Cycle 4.1 Art of Critique


EcoArts Walk, Lake County, N. California. Reflections.

by Janet  Grace  Riehl

I once cried during a critique.

It was an MFA upper-level course in visual storytelling taught by two eminent photographers. I had petitioned to get into the course, arguing that my life experience fulfilled the lower-level entry requirement. I’d gotten in, participated, and then blown it by crying during a critique of my work. Before the next class the instructors ambushed me at the top of the stairs and strongly suggested, to the point where I felt threatened, that I drop the course.

To sit back and observe critique as a sociologist, anthropologist, or psychologist can be an entertaining pastime—as long as it’s not your own work on the table. I’m surprised there aren’t plays, comic strips, and situation comedies based on the stereotypical types that surface during critique: the Ding-Bat, the Sonorous Voice of God, the Professor, the Meanie, the Raconteur.

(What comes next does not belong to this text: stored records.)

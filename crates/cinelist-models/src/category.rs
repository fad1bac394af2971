use serde::{Deserialize, Serialize};
use std::fmt;

/// Server-side movie collection selector
#[derive(Debug, Clone, Copy, Serialize, Deserialize, PartialEq, Eq, Hash)]
#[serde(rename_all = "snake_case")]
pub enum Category {
    NowPlaying,
    Upcoming,
    Popular,
}

impl Category {
    /// Display order; the first entry is the default selection
    pub const ALL: [Category; 3] = [Category::NowPlaying, Category::Upcoming, Category::Popular];

    pub fn id(&self) -> u32 {
        match self {
            Category::NowPlaying => 1,
            Category::Upcoming => 2,
            Category::Popular => 3,
        }
    }

    pub fn label(&self) -> &'static str {
        match self {
            Category::NowPlaying => "Now Playing",
            Category::Upcoming => "Upcoming",
            Category::Popular => "Popular",
        }
    }

    /// Value used in API paths (`/movie/{value}`)
    pub fn value(&self) -> &'static str {
        match self {
            Category::NowPlaying => "now_playing",
            Category::Upcoming => "upcoming",
            Category::Popular => "popular",
        }
    }

    pub fn from_value(value: &str) -> Option<Self> {
        let normalized = value.trim().to_lowercase().replace('-', "_");
        Self::ALL.into_iter().find(|c| c.value() == normalized)
    }
}

impl Default for Category {
    fn default() -> Self {
        Self::ALL[0]
    }
}

impl fmt::Display for Category {
    fn fmt(&self, f: &mut fmt::Formatter<'_>) -> fmt::Result {
        f.write_str(self.label())
    }
}

/// Server-side ordering applied to a category's results
#[derive(Debug, Clone, Copy, Serialize, Deserialize, PartialEq, Eq, Hash)]
#[serde(rename_all = "snake_case")]
pub enum SortFilter {
    Alphabetical,
    Rating,
    ReleaseDate,
}

impl SortFilter {
    pub const ALL: [SortFilter; 3] = [SortFilter::Alphabetical, SortFilter::Rating, SortFilter::ReleaseDate];

    pub fn id(&self) -> u32 {
        match self {
            SortFilter::Alphabetical => 1,
            SortFilter::Rating => 2,
            SortFilter::ReleaseDate => 3,
        }
    }

    pub fn label(&self) -> &'static str {
        match self {
            SortFilter::Alphabetical => "By alphabetical order",
            SortFilter::Rating => "By rating",
            SortFilter::ReleaseDate => "By release date",
        }
    }

    /// Upstream `sort_by` parameter
    pub fn value(&self) -> &'static str {
        match self {
            SortFilter::Alphabetical => "original_title.desc",
            SortFilter::Rating => "vote_count.asc",
            SortFilter::ReleaseDate => "primary_release_date.asc",
        }
    }

    /// Accepts either the short name (`rating`, `release-date`) or the upstream value
    pub fn from_name(name: &str) -> Option<Self> {
        let normalized = name.trim().to_lowercase().replace('-', "_");
        match normalized.as_str() {
            "alphabetical" | "az" | "title" => Some(SortFilter::Alphabetical),
            "rating" => Some(SortFilter::Rating),
            "release_date" => Some(SortFilter::ReleaseDate),
            other => Self::ALL.into_iter().find(|s| s.value() == other),
        }
    }
}

impl Default for SortFilter {
    fn default() -> Self {
        Self::ALL[0]
    }
}

impl fmt::Display for SortFilter {
    fn fmt(&self, f: &mut fmt::Formatter<'_>) -> fmt::Result {
        f.write_str(self.label())
    }
}

#[cfg(test)]
mod tests {
    use super::*;

    #[test]
    fn test_defaults_are_first_entries() {
        assert_eq!(Category::default(), Category::NowPlaying);
        assert_eq!(SortFilter::default(), SortFilter::Alphabetical);
    }

    #[test]
    fn test_category_lookup() {
        assert_eq!(Category::from_value("popular"), Some(Category::Popular));
        assert_eq!(Category::from_value("now-playing"), Some(Category::NowPlaying));
        assert_eq!(Category::from_value("top_rated"), None);
    }

    #[test]
    fn test_sort_filter_lookup() {
        assert_eq!(SortFilter::from_name("rating"), Some(SortFilter::Rating));
        assert_eq!(SortFilter::from_name("release-date"), Some(SortFilter::ReleaseDate));
        assert_eq!(SortFilter::from_name("original_title.desc"), Some(SortFilter::Alphabetical));
        assert_eq!(SortFilter::from_name("random"), None);
    }

    #[test]
    fn test_serialized_as_api_value() {
        assert_eq!(serde_json::to_string(&Category::NowPlaying).unwrap(), "\"now_playing\"");
        assert_eq!(serde_json::to_string(&SortFilter::ReleaseDate).unwrap(), "\"release_date\"");
    }
}
use chrono::NaiveDate;
use serde::{Deserialize, Serialize};

/// A movie as returned by the movie database.
///
/// List endpoints only return a subset of the fields (no genres, budget or collection),
/// so everything beyond the identifier and title falls back to its default when absent.
#[derive(Debug, Clone, Default, Serialize, Deserialize, PartialEq)]
pub struct Movie {
    pub id: u64,
    pub title: String,
    #[serde(default)]
    pub original_title: String,
    #[serde(default)]
    pub overview: String,
    #[serde(default)]
    pub poster_path: Option<String>,
    #[serde(default)]
    pub backdrop_path: Option<String>,
    /// `YYYY-MM-DD`, empty for unannounced releases
    #[serde(default, deserialize_with = "null_as_empty")]
    pub release_date: String,
    #[serde(default)]
    pub adult: bool,
    #[serde(default)]
    pub genre_ids: Vec<u64>,
    #[serde(default)]
    pub original_language: String,
    #[serde(default)]
    pub popularity: f64,
    #[serde(default)]
    pub vote_average: f64,
    #[serde(default)]
    pub vote_count: u64,
    #[serde(default)]
    pub video: bool,
    #[serde(default, deserialize_with = "null_as_empty")]
    pub status: String,
    #[serde(default)]
    pub genres: Vec<Genre>,
    #[serde(default)]
    pub budget: u64,
    #[serde(default)]
    pub belongs_to_collection: Option<MovieCollection>,
}

#[derive(Debug, Clone, Serialize, Deserialize, PartialEq, Eq)]
pub struct Genre {
    pub id: u64,
    pub name: String,
}

#[derive(Debug, Clone, Serialize, Deserialize, PartialEq, Eq)]
pub struct MovieCollection {
    pub id: u64,
    pub name: String,
    #[serde(default)]
    pub poster_path: Option<String>,
    #[serde(default)]
    pub backdrop_path: Option<String>,
}

impl Movie {
    /// Parsed release date, `None` when empty or malformed
    pub fn release_date(&self) -> Option<NaiveDate> {
        parse_release_date(&self.release_date)
    }
}

pub fn parse_release_date(value: &str) -> Option<NaiveDate> {
    NaiveDate::parse_from_str(value.trim(), "%Y-%m-%d").ok()
}

fn null_as_empty<'de, D>(deserializer: D) -> Result<String, D::Error>
where
    D: serde::Deserializer<'de>,
{
    Ok(Option::<String>::deserialize(deserializer)?.unwrap_or_default())
}
use super::progress::is_interactive;
use super::{prompts, AppContext};
use crate::output::{new_table, Output};
use crate::PrefsCommands;
use cinelist_core::PreferenceStore;
use cinelist_models::{Category, SortFilter};
use color_eyre::Result;
use comfy_table::{Attribute, Cell};
use serde_json::json;

pub fn run_prefs(context: &AppContext, cmd: PrefsCommands, output: &Output) -> Result<()> {
    let mut store = PreferenceStore::load(context.storage()?);
    if let Err(e) = store.initialize() {
        output.warn(format!("Could not save default preferences: {}", e));
    }

    match cmd {
        PrefsCommands::Show => {
            show(&store, output);
            Ok(())
        }
        PrefsCommands::Set { category, sort } => {
            let (category, sort) = if category.is_none() && sort.is_none() {
                pick(&store)?
            } else {
                (category, sort)
            };

            if let Some(category) = category {
                store.set_selected_category(category).map_err(|e| {
                    color_eyre::eyre::eyre!("Failed to save category {}: {}", category, e)
                })?;
            }
            if let Some(sort) = sort {
                store
                    .set_selected_sort(sort)
                    .map_err(|e| color_eyre::eyre::eyre!("Failed to save sort {}: {}", sort, e))?;
            }

            let (category, sort) = store.active_selection();
            output.success(format!("Browsing {} sorted by {}", category, sort));
            Ok(())
        }
    }
}

fn pick(store: &PreferenceStore) -> Result<(Option<Category>, Option<SortFilter>)> {
    if !is_interactive() {
        return Err(color_eyre::eyre::eyre!("Pass --category and/or --sort when not running in a terminal"));
    }

    let (current_category, current_sort) = store.active_selection();
    let categories = store.categories();
    let sorts = store.sort_filters();

    let category_index = prompts::prompt_select(
        "Category",
        categories,
        categories.iter().position(|c| *c == current_category).unwrap_or(0),
    )?;
    let sort_index = prompts::prompt_select(
        "Sort by",
        sorts,
        sorts.iter().position(|s| *s == current_sort).unwrap_or(0),
    )?;

    Ok((Some(categories[category_index]), Some(sorts[sort_index])))
}

fn show(store: &PreferenceStore, output: &Output) {
    let (category, sort) = store.active_selection();

    if !output.is_human() {
        output.json(&json!({
            "selectedCategory": category.value(),
            "selectedSort": sort.value(),
            "categories": store.categories().iter().map(|c| c.value()).collect::<Vec<_>>(),
            "sortFilters": store.sort_filters().iter().map(|s| s.value()).collect::<Vec<_>>(),
        }));
        return;
    }

    let mut table = new_table();
    table.set_header(vec![
        Cell::new("Preference").add_attribute(Attribute::Bold),
        Cell::new("Selected").add_attribute(Attribute::Bold),
        Cell::new("Options").add_attribute(Attribute::Bold),
    ]);
    table.add_row(vec![
        Cell::new("Category"),
        Cell::new(category.label()),
        Cell::new(
            store
                .categories()
                .iter()
                .map(|c| c.value())
                .collect::<Vec<_>>()
                .join(", "),
        ),
    ]);
    table.add_row(vec![
        Cell::new("Sort"),
        Cell::new(sort.label()),
        Cell::new(
            store
                .sort_filters()
                .iter()
                .map(|s| s.value())
                .collect::<Vec<_>>()
                .join(", "),
        ),
    ]);
    output.table(&table);
}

Unfortunately, critique—peer or professional—is rife with possibility for misuse, misunderstanding, and misery. In the very worst situations there can be a scoring of points that turns the critique into a virtual blood sport. The writer’s work takes backseat to the critiquer’s social and personal agendas. Small wonder that some writers dread the very word.

Critique. For myself, I dreaded it. I hated it. I learned from it.

Fortunately, after the disastrous experience in the photography class, I had the joy of encountering a teacher, Betsy Davids, who fully understood the meaning of critique and its purpose. She regarded critique as a form of appreciation, a time of joining with the piece and giving back to the artist who created it.

During critique she grew quiet and made the piece the object of contemplation. She then took the class on a tour of what she saw and how she responded to it. She responded to each element—texture, color, shape—and how it affected her feelings and body. Her response to our artwork was fully considered and intimate.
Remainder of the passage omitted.